[[ Records for the exercise, beginning ]]

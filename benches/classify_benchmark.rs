use criterion::{Criterion, black_box, criterion_group, criterion_main};
use droid_login::{Snapshot, UiElement, classify};

fn feed_snapshot() -> Snapshot {
    let elements = (1..=200)
        .map(|i| {
            UiElement::new(i, format!("Post {} from a friend", i))
                .with_class_name("android.widget.TextView")
                .with_resource_id(format!("app:id/feed_item_{}", i))
        })
        .chain(std::iter::once(UiElement::new(201, "What's on your mind?")))
        .collect();
    Snapshot::from_elements(elements, serde_json::Value::Null)
}

fn benchmark_classify(c: &mut Criterion) {
    let snapshot = feed_snapshot();

    c.bench_function("classify_feed_screen", |b| {
        b.iter(|| classify(black_box(&snapshot.formatted_text)))
    });

    c.bench_function("classify_no_match", |b| {
        b.iter(|| classify(black_box("Save your login info? Not now")))
    });
}

criterion_group!(benches, benchmark_classify);
criterion_main!(benches);
//! Diagnostic tracing for login runs.
//!
//! Logs go to stderr so stdout only carries the result line (or JSON report).

use tracing_subscriber::{EnvFilter, fmt, layer::SubscriberExt, util::SubscriberInitExt};

/// Initialize the tracing subscriber.
///
/// Reads `RUST_LOG`; defaults to `info` for this crate and `warn` elsewhere.
///
/// # Example
/// ```bash
/// RUST_LOG=droid_login=debug droid-login run --package com.example.app
/// ```
pub fn init() {
    let filter = EnvFilter::try_from_default_env()
        .unwrap_or_else(|_| EnvFilter::new("warn,droid_login=info"));

    tracing_subscriber::registry()
        .with(filter)
        .with(fmt::layer().with_writer(std::io::stderr).compact())
        .init();
}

[[ Records for the exercise, end ]]

▶ [What to work on] What you give back must match the records word for word.

▶ [Answer to this task]
filename benches/classify_benchmark.rs
use criterion::{Criterion, black_box, criterion_group, criterion_main};
use droid_login::{Snapshot, UiElement, classify};

fn feed_snapshot() -> Snapshot {
    let elements = (1..=200)
        .map(|i| {
            UiElement::new(i, format!("Post {} from a friend", i))
                .with_class_name("android.widget.TextView")
                .with_resource_id(format!("app:id/feed_item_{}", i))
        })
        .chain(std::iter::once(UiElement::new(201, "What's on your mind?")))
        .collect();
    Snapshot::from_elements(elements, serde_json::Value::Null)
}

fn benchmark_classify(c: &mut Criterion) {
    let snapshot = feed_snapshot();

    c.bench_function("classify_feed_screen", |b| {
        b.iter(|| classify(black_box(&snapshot.formatted_text)))
    });

    c.bench_function("classify_no_match", |b| {
        b.iter(|| classify(black_box("Save your login info? Not now")))
    });
}

criterion_group!(benches, benchmark_classify);
criterion_main!(benches);
//! Diagnostic tracing for login runs.
//!
//! Logs go to stderr so stdout only carries the result line (or JSON report).

use tracing_subscriber::{EnvFilter, fmt, layer::SubscriberExt, util::SubscriberInitExt};

/// Initialize the tracing subscriber.
///
/// Reads `RUST_LOG`; defaults to `info` for this crate and `warn` elsewhere.
///
/// # Example
/// ```bash
/// RUST_LOG=droid_login=debug droid-login run --package com.example.app
/// ```
pub fn init() {
    let filter = EnvFilter::try_from_default_env()
        .unwrap_or_else(|_| EnvFilter::new("warn,droid_login=info"));

    tracing_subscriber::registry()
        .with(filter)
        .with(fmt::layer().with_writer(std::io::stderr).compact())
        .init();
}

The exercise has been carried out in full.